Why doesn’t society know God? It is because they do not fear God. We do not appreciate the gravity of sin. We dress sin in nice suits and parade it with designer jewelry. We celebrate fornication on television. We promote immorality in magazines. We make light of evil and we provoke God’s wrath. Yet, there is hope.

There is a man who came forth, in Isaiah 11, in whom rested the spirit of knowledge and the fear of the Lord. His name is Jesus and no one understands the gravity of sin like Jesus. He knows the offense it is to God and the affect it has on others because He suffered our wrath on account of it. And, He is the only payment that could satisfy the immensity of our sin. Forgiveness is offered on the basis of His payment and it enables us to do what we could not do before. It enables us to know God.

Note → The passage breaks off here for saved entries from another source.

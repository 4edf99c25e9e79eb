//! Channel registration page.

use leptos::prelude::*;

use forms::field::Field;
use forms::form::Form;
use forms::submit::{Phase, Submission};

use crate::data;
use crate::i18n::t;
use crate::net::api::ChannelDraft;
#[cfg(feature = "hydrate")]
use crate::net::error::ChannelCreateError;
use crate::state::toasts::ToastsState;
#[cfg(feature = "hydrate")]
use crate::state::toasts::ToastColor;

fn channel_form() -> Form {
    Form::new(vec![
        Field::required("username", "add.channel.validation.username"),
        Field::required("geo", "add.channel.validation.geo"),
        Field::required("language", "add.channel.validation.language"),
        Field::required("category", "add.channel.validation.category"),
    ])
}

/// Channel registration page: one text input, three selects, one submit.
///
/// While a submission is in flight the inputs are overlaid and disabled but
/// keep their values, so a rejected draft comes back editable as typed.
/// After a success the panel switches to its done state until the user asks
/// to add another channel.
#[component]
pub fn AddChannelPage() -> impl IntoView {
    let toasts = expect_context::<RwSignal<ToastsState>>();
    let form = RwSignal::new(channel_form());
    let submission = RwSignal::new(Submission::new());

    let categories = LocalResource::new(|| crate::net::api::fetch_categories());

    let locked = move || submission.with(Submission::is_locked);
    let done = move || submission.with(|s| s.phase() == Phase::Done);

    let on_submit = move |ev: leptos::ev::SubmitEvent| {
        ev.prevent_default();
        if submission.with(|s| s.phase() != Phase::Editing) {
            return;
        }

        let mut draft = None;
        form.update(|f| {
            f.submit(|values| {
                draft = Some(ChannelDraft {
                    username: values.get_or_empty("username").to_owned(),
                    geo: values.get_or_empty("geo").to_owned(),
                    language: values.get_or_empty("language").to_owned(),
                    category: values.get_or_empty("category").to_owned(),
                });
            });
        });
        let Some(draft) = draft else {
            return;
        };

        let mut started = false;
        submission.update(|s| started = s.begin());
        if !started {
            return;
        }

        #[cfg(feature = "hydrate")]
        leptos::task::spawn_local(async move {
            match crate::net::api::create_channel(&draft).await {
                Ok(_) => {
                    form.update(Form::reset);
                    submission.update(Submission::finish_success);
                }
                Err(error) => {
                    submission.update(Submission::finish_failure);
                    let code = ChannelCreateError::classify(&error);
                    toasts.update(|q| {
                        q.show(
                            ToastColor::Red,
                            t("add.channel.errors.title"),
                            t(code.message_key()),
                        );
                    });
                }
            }
        });

        #[cfg(not(feature = "hydrate"))]
        {
            let _ = draft;
            let _ = &toasts;
        }
    };

    let username_value = move || form.with(|f| f.value("username").to_owned());
    let select_value = move |name: &'static str| move || form.with(|f| f.value(name).to_owned());
    let error_of = move |name: &'static str| move || form.with(|f| f.error(name).map(t));

    view! {
        <div class="add-page">
            <h1 class="add-page__title">{t("add.channel.title")}</h1>
            <p class="add-page__subtitle">{t("add.channel.subTitle")}</p>

            <section class="panel">
                <Show when=done>
                    <div class="panel__done">
                        <svg class="panel__check" viewBox="0 0 24 24" aria-hidden="true">
                            <path d="M4 13l5 5 11-12"></path>
                        </svg>
                        <p class="panel__done-message">{t("add.channel.done.message")}</p>
                        <button
                            class="btn btn--primary"
                            on:click=move |_| submission.update(Submission::start_over)
                        >
                            {t("add.channel.done.addMore")}
                        </button>
                    </div>
                </Show>

                <Show when=move || !done()>
                    <form class="panel__form" on:submit=on_submit>
                        <Show when=locked>
                            <div class="panel__overlay"></div>
                        </Show>

                        <label class="form-field">
                            <span class="form-field__label">
                                {t("add.channel.inputs.username.label")}
                            </span>
                            <input
                                class="form-field__input"
                                type="text"
                                placeholder=t("add.channel.inputs.username.placeholder")
                                prop:value=username_value
                                disabled=locked
                                on:input=move |ev| {
                                    form.update(|f| {
                                        f.set_value("username", &event_target_value(&ev));
                                    });
                                }
                            />
                            {move || {
                                error_of("username")()
                                    .map(|msg| view! { <span class="form-field__error">{msg}</span> })
                            }}
                        </label>

                        <label class="form-field">
                            <span class="form-field__label">{t("add.channel.inputs.geo.label")}</span>
                            <select
                                class="form-field__input"
                                prop:value=select_value("geo")
                                disabled=locked
                                on:change=move |ev| {
                                    form.update(|f| f.set_value("geo", &event_target_value(&ev)));
                                }
                            >
                                <option value="">{t("add.channel.inputs.geo.placeholder")}</option>
                                {data::GEO
                                    .iter()
                                    .map(|code| {
                                        view! {
                                            <option value=*code>
                                                {t(&format!("common.geo.{code}"))}
                                            </option>
                                        }
                                    })
                                    .collect::<Vec<_>>()}
                            </select>
                            {move || {
                                error_of("geo")()
                                    .map(|msg| view! { <span class="form-field__error">{msg}</span> })
                            }}
                        </label>

                        <label class="form-field">
                            <span class="form-field__label">
                                {t("add.channel.inputs.language.label")}
                            </span>
                            <select
                                class="form-field__input"
                                prop:value=select_value("language")
                                disabled=locked
                                on:change=move |ev| {
                                    form.update(|f| {
                                        f.set_value("language", &event_target_value(&ev));
                                    });
                                }
                            >
                                <option value="">{t("add.channel.inputs.language.placeholder")}</option>
                                {data::LANGUAGES
                                    .iter()
                                    .map(|code| {
                                        view! {
                                            <option value=*code>
                                                {t(&format!("common.languages.{code}"))}
                                            </option>
                                        }
                                    })
                                    .collect::<Vec<_>>()}
                            </select>
                            {move || {
                                error_of("language")()
                                    .map(|msg| view! { <span class="form-field__error">{msg}</span> })
                            }}
                        </label>

                        <label class="form-field">
                            <span class="form-field__label">
                                {t("add.channel.inputs.category.label")}
                            </span>
                            <select
                                class="form-field__input"
                                prop:value=select_value("category")
                                disabled=locked
                                on:change=move |ev| {
                                    form.update(|f| {
                                        f.set_value("category", &event_target_value(&ev));
                                    });
                                }
                            >
                                <option value="">{t("add.channel.inputs.category.placeholder")}</option>
                                {move || {
                                    categories
                                        .get()
                                        .unwrap_or_default()
                                        .into_iter()
                                        .map(|category| {
                                            let label = t(
                                                &format!("common.categories.{}", category.name),
                                            );
                                            view! { <option value=category.link>{label}</option> }
                                        })
                                        .collect::<Vec<_>>()
                                }}
                            </select>
                            {move || {
                                error_of("category")()
                                    .map(|msg| view! { <span class="form-field__error">{msg}</span> })
                            }}
                        </label>

                        <button class="btn btn--primary" type="submit" disabled=locked>
                            {t("add.channel.send")}
                        </button>
                    </form>
                </Show>
            </section>
        </div>
    }
}
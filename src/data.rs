//! Static enumeration data for the registration selects.
//!
//! Region and language codes are fixed lists; the catalog's categories come
//! from the server instead (see [`crate::net::api::fetch_categories`]).
//! Every code is rendered with a localized label under `common.geo.*` /
//! `common.languages.*`.

/// Geographic-region codes a channel's audience can be registered under.
pub const GEO: &[&str] = &[
    "us", "gb", "de", "fr", "es", "it", "br", "in", "ru", "ua",
];

/// Language codes a channel's content can be registered under.
pub const LANGUAGES: &[&str] = &["en", "de", "fr", "es", "it", "pt", "ru", "uk", "hi"];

Our memory verse from several months ago was Jeremiah 9,

24 “…but let him who boasts boast in this, that he understands and knows me, that I am the Lord who practices steadfast love, justice, and righteousness in the earth. For in these things I delight, declares the Lord.”

Jesus is to us wisdom from God and He enables us to know God. How do we know we know God? 1 John 2 tells us,

And by this we know that we have come to know him, if we keep his commandments. Whoever says “I know him” but does not keep his commandments is a liar, and the truth is not in him…

We know God through Jesus and we show that by how we live. Children, if you believe in Jesus, ask God to change your heart. When you disobey your parents, you disobey God. You hurt them when you do not come when they call. It hurts your brothers and sisters when you say mean words. Young people, God knows what you do in your free time and it affects all of us. What you watch. The books you read. The sites you visit. The friends you keep. These impact this church. I know it is hard, but listen to people when they tell  you about the gravity of your sin.

Married men, your sin can destroy a family. Teach your children the Word of God. Protect the purity of your marriage. Do not feed the fantasy. Do not let sin take root in your basement and ruin the foundation of your home.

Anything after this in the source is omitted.